**Task**. Line tally for the word "impl": count the lines below that contain it and reply with the number alone.

**Data listing**.

use std::collections::HashMap;
use std::sync::Once;
use std::sync::atomic::{AtomicBool, Ordering};

use seqtrace::{CodeUnitId, TraceBuffer};
use tracing_subscriber::EnvFilter;

/// Route `tracing` output through the test harness. Filter with `RUST_LOG`.
pub fn init_tracing() {
    static INIT: Once = Once::new();
    INIT.call_once(|| {
        let _ = tracing_subscriber::fmt()
            .with_env_filter(
                EnvFilter::try_from_default_env().unwrap_or_else(|_| EnvFilter::new("seqtrace=debug")),
            )
            .with_test_writer()
            .try_init();
    });
}

/// Timestamps never decrease across the whole buffer.
pub fn assert_timestamps_ordered(trace: &TraceBuffer) {
    for pair in trace.records().windows(2) {
        assert!(
            pair[0].timestamp() <= pair[1].timestamp(),
            "timestamps out of order: {} then {}",
            pair[0].timestamp(),
            pair[1].timestamp()
        );
    }
}

/// Sequence points grouped by code unit, in buffer order.
pub fn points_by_unit(trace: &TraceBuffer) -> HashMap<CodeUnitId, Vec<u32>> {
    let mut by_unit: HashMap<CodeUnitId, Vec<u32>> = HashMap::new();
    for record in trace {
        by_unit.entry(record.unit()).or_default().push(record.point().0);
    }
    by_unit
}

/// Raises a stop flag when dropped, including during unwinding.
pub struct StopOnDrop<'a>(pub &'a AtomicBool);

impl Drop for StopOnDrop<'_> {
    fn drop(&mut self) {
        self.0.store(true, Ordering::Relaxed);
    }
}
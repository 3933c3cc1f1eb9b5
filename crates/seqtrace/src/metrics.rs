//! Session metrics via the `metrics` facade.
//!
//! Nothing here runs per captured signal; sessions are recorded once, when
//! the collector is deactivated. Without an installed recorder every call is
//! a no-op.

use std::time::Duration;

use metrics::{Unit, counter, describe_counter, describe_histogram, histogram};
use seqtrace_signal::LISTENER_FAILURES_TOTAL;

pub const RECORDS_CAPTURED_TOTAL: &str = "seqtrace_records_captured_total";
pub const RECORDS_DROPPED_TOTAL: &str = "seqtrace_records_dropped_total";
pub const SESSIONS_TOTAL: &str = "seqtrace_sessions_total";
pub const SESSION_DURATION_SECONDS: &str = "seqtrace_session_duration_seconds";

/// Register metric descriptions. Call once after installing a recorder.
pub fn init() {
    describe_counter!(
        RECORDS_CAPTURED_TOTAL,
        Unit::Count,
        "Trace records captured across all sessions"
    );
    describe_counter!(
        RECORDS_DROPPED_TOTAL,
        Unit::Count,
        "Signals dropped because a collector hit its record cap"
    );
    describe_counter!(SESSIONS_TOTAL, Unit::Count, "Completed profiling sessions");
    describe_counter!(
        LISTENER_FAILURES_TOTAL,
        Unit::Count,
        "Listener deliveries that returned an error or panicked"
    );
    describe_histogram!(
        SESSION_DURATION_SECONDS,
        Unit::Seconds,
        "Length of the recording window per session"
    );
}

/// Record one finished session.
pub fn record_session(records: usize, dropped: u64, elapsed: Duration) {
    counter!(SESSIONS_TOTAL).increment(1);
    counter!(RECORDS_CAPTURED_TOTAL).increment(u64::try_from(records).unwrap_or(u64::MAX));
    if dropped > 0 {
        counter!(RECORDS_DROPPED_TOTAL).increment(dropped);
    }
    histogram!(SESSION_DURATION_SECONDS).record(elapsed.as_secs_f64());
}


#[cfg(test)]
mod tests {
    use std::sync::Arc;

    use seqtrace_signal::{CodeUnitId, ListenerError, SequencePoint, SignalEmitter};

    use super::testing::MemoryRecorder;
    use super::*;
    use crate::{CollectorConfig, TraceCollector};

    #[test]
    fn test_session_recorded_on_deactivate() {
        let recorder = MemoryRecorder::default();
        metrics::with_local_recorder(&recorder, || {
            init();
            let emitter = SignalEmitter::new();
            let config = CollectorConfig::default().with_max_records(2);
            let mut collector = TraceCollector::with_config(&emitter, config).unwrap();
            collector.activate().unwrap();
            let unit = CodeUnitId::new();
            for point in 0..5 {
                emitter.emit(unit, SequencePoint(point));
            }
            collector.deactivate();
        });

        assert_eq!(recorder.counter(SESSIONS_TOTAL), 1);
        assert_eq!(recorder.counter(RECORDS_CAPTURED_TOTAL), 2);
        assert_eq!(recorder.counter(RECORDS_DROPPED_TOTAL), 3);
        assert_eq!(recorder.histogram_len(SESSION_DURATION_SECONDS), 1);
    }

    #[test]
    fn test_listener_failures_counted() {
        let recorder = MemoryRecorder::default();
        metrics::with_local_recorder(&recorder, || {
            let emitter = SignalEmitter::new();
            emitter.attach(Arc::new(
                |_unit: CodeUnitId, _point: SequencePoint| -> Result<(), ListenerError> {
                    Err(ListenerError::Rejected("nope".into()))
                },
            ));
            emitter.emit(CodeUnitId::new(), SequencePoint(0));
            emitter.emit(CodeUnitId::new(), SequencePoint(1));
        });

        assert_eq!(recorder.counter(LISTENER_FAILURES_TOTAL), 2);
        assert_eq!(recorder.counter(SESSIONS_TOTAL), 0);
    }

    #[test]
    fn test_unused_collector_records_nothing() {
        let recorder = MemoryRecorder::default();
        metrics::with_local_recorder(&recorder, || {
            let emitter = SignalEmitter::new();
            let collector = TraceCollector::new(&emitter);
            drop(collector);
        });
        assert_eq!(recorder.counter(SESSIONS_TOTAL), 0);
    }
}
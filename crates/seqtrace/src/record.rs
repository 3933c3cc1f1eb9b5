//! Trace records and the buffer handed to reporting code.

use std::slice;
use std::time::{Duration, Instant};

use chrono::{DateTime, TimeDelta, Utc};
use seqtrace_signal::{CodeUnitId, SequencePoint};

/// One captured signal.
#[derive(Clone, Copy, Debug, PartialEq, Eq)]
pub struct TraceRecord {
    timestamp: DateTime<Utc>,
    unit: CodeUnitId,
    point: SequencePoint,
}

impl TraceRecord {
    pub(crate) const fn new(
        timestamp: DateTime<Utc>,
        unit: CodeUnitId,
        point: SequencePoint,
    ) -> Self {
        Self {
            timestamp,
            unit,
            point,
        }
    }

    /// Wall-clock time the signal was captured.
    #[must_use]
    pub const fn timestamp(&self) -> DateTime<Utc> {
        self.timestamp
    }

    /// Code unit that emitted the signal.
    #[must_use]
    pub const fn unit(&self) -> CodeUnitId {
        self.unit
    }

    /// Sequence point that was reached.
    #[must_use]
    pub const fn point(&self) -> SequencePoint {
        self.point
    }
}

/// Records of one finished session, in capture order.
#[derive(Clone, Debug, Default, PartialEq, Eq)]
pub struct TraceBuffer {
    records: Vec<TraceRecord>,
    dropped: u64,
}

impl TraceBuffer {
    pub(crate) const fn new(records: Vec<TraceRecord>, dropped: u64) -> Self {
        Self { records, dropped }
    }

    /// Number of records kept.
    #[must_use]
    pub fn len(&self) -> usize {
        self.records.len()
    }

    #[must_use]
    pub fn is_empty(&self) -> bool {
        self.records.is_empty()
    }

    /// Signals that arrived after the record cap was reached.
    #[must_use]
    pub const fn dropped(&self) -> u64 {
        self.dropped
    }

    /// Whether any signal was dropped because of the record cap.
    #[must_use]
    pub const fn is_truncated(&self) -> bool {
        self.dropped != 0
    }

    #[must_use]
    pub fn records(&self) -> &[TraceRecord] {
        &self.records
    }

    pub fn iter(&self) -> slice::Iter<'_, TraceRecord> {
        self.records.iter()
    }

    #[must_use]
    pub fn into_records(self) -> Vec<TraceRecord> {
        self.records
    }
}

impl IntoIterator for TraceBuffer {
    type Item = TraceRecord;
    type IntoIter = std::vec::IntoIter<TraceRecord>;

    fn into_iter(self) -> Self::IntoIter {
        self.records.into_iter()
    }
}

impl<'a> IntoIterator for &'a TraceBuffer {
    type Item = &'a TraceRecord;
    type IntoIter = slice::Iter<'a, TraceRecord>;

    fn into_iter(self) -> Self::IntoIter {
        self.records.iter()
    }
}

/// Wall clock anchored once per session and advanced by a monotonic clock.
///
/// Timestamps from one clock never go backwards, even if the system time is
/// adjusted while the session runs.
#[derive(Clone, Copy, Debug)]
pub(crate) struct SessionClock {
    wall: DateTime<Utc>,
    start: Instant,
}

impl SessionClock {
    pub(crate) fn start() -> Self {
        Self {
            wall: Utc::now(),
            start: Instant::now(),
        }
    }

    pub(crate) fn now(&self) -> DateTime<Utc> {
        TimeDelta::from_std(self.start.elapsed())
            .ok()
            .and_then(|delta| self.wall.checked_add_signed(delta))
            .unwrap_or(DateTime::<Utc>::MAX_UTC)
    }

    pub(crate) fn elapsed(&self) -> Duration {
        self.start.elapsed()
    }
}
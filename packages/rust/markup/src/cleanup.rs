//! Text normalization helpers applied to extracted page text.

use std::sync::LazyLock;

use regex::Regex;

/// Trim the text and collapse every run of blank lines into one blank line.
pub(crate) fn normalize_text(raw: &str) -> String {
    static BLANK_RUN_RE: LazyLock<Regex> =
        LazyLock::new(|| Regex::new(r"\n\s*\n").expect("valid regex"));

    BLANK_RUN_RE.replace_all(raw.trim(), "\n\n").into_owned()
}

/// Number of whitespace-delimited tokens.
pub fn count_words(text: &str) -> usize {
    text.split_whitespace().count()
}

/// Capitalize the first letter of every alphabetic run and lowercase the rest.
///
/// `"the ux of data"` becomes `"The Ux Of Data"`; `"don't"` becomes `"Don'T"`.
pub fn title_case(text: &str) -> String {
    let mut out = String::with_capacity(text.len());
    let mut prev_alpha = false;
    for c in text.chars() {
        if c.is_alphabetic() {
            if prev_alpha {
                out.extend(c.to_lowercase());
            } else {
                out.extend(c.to_uppercase());
            }
            prev_alpha = true;
        } else {
            out.push(c);
            prev_alpha = false;
        }
    }
    out
}

/// Fallback title built from a file stem: dashes become spaces, then title case.
pub fn title_from_stem(stem: &str) -> String {
    title_case(&stem.replace('-', " "))
}

#[cfg(test)]
mod tests {
    use super::*;

    #[test]
    fn collapses_blank_runs() {
        let raw = "\n\n  First paragraph.\n\n\n   \n\nSecond.\n \t\nThird.  \n\n";
        assert_eq!(
            normalize_text(raw),
            "First paragraph.\n\nSecond.\n\nThird."
        );
    }

    #[test]
    fn keeps_single_newlines() {
        assert_eq!(normalize_text("a\nb\nc"), "a\nb\nc");
    }

    #[test]
    fn counts_tokens() {
        assert_eq!(count_words("one  two\nthree\n\n four"), 4);
        assert_eq!(count_words("   "), 0);
    }

    #[test]
    fn title_case_runs() {
        assert_eq!(title_case("design system"), "Design System");
        assert_eq!(title_case("HOW to 3d print"), "How To 3D Print");
        assert_eq!(title_case("don't"), "Don'T");
    }

    #[test]
    fn stem_fallback() {
        assert_eq!(
            title_from_stem("the-analytic-workflow-3e551e67647f"),
            "The Analytic Workflow 3E551E67647F"
        );
    }
}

**Final answer**. 6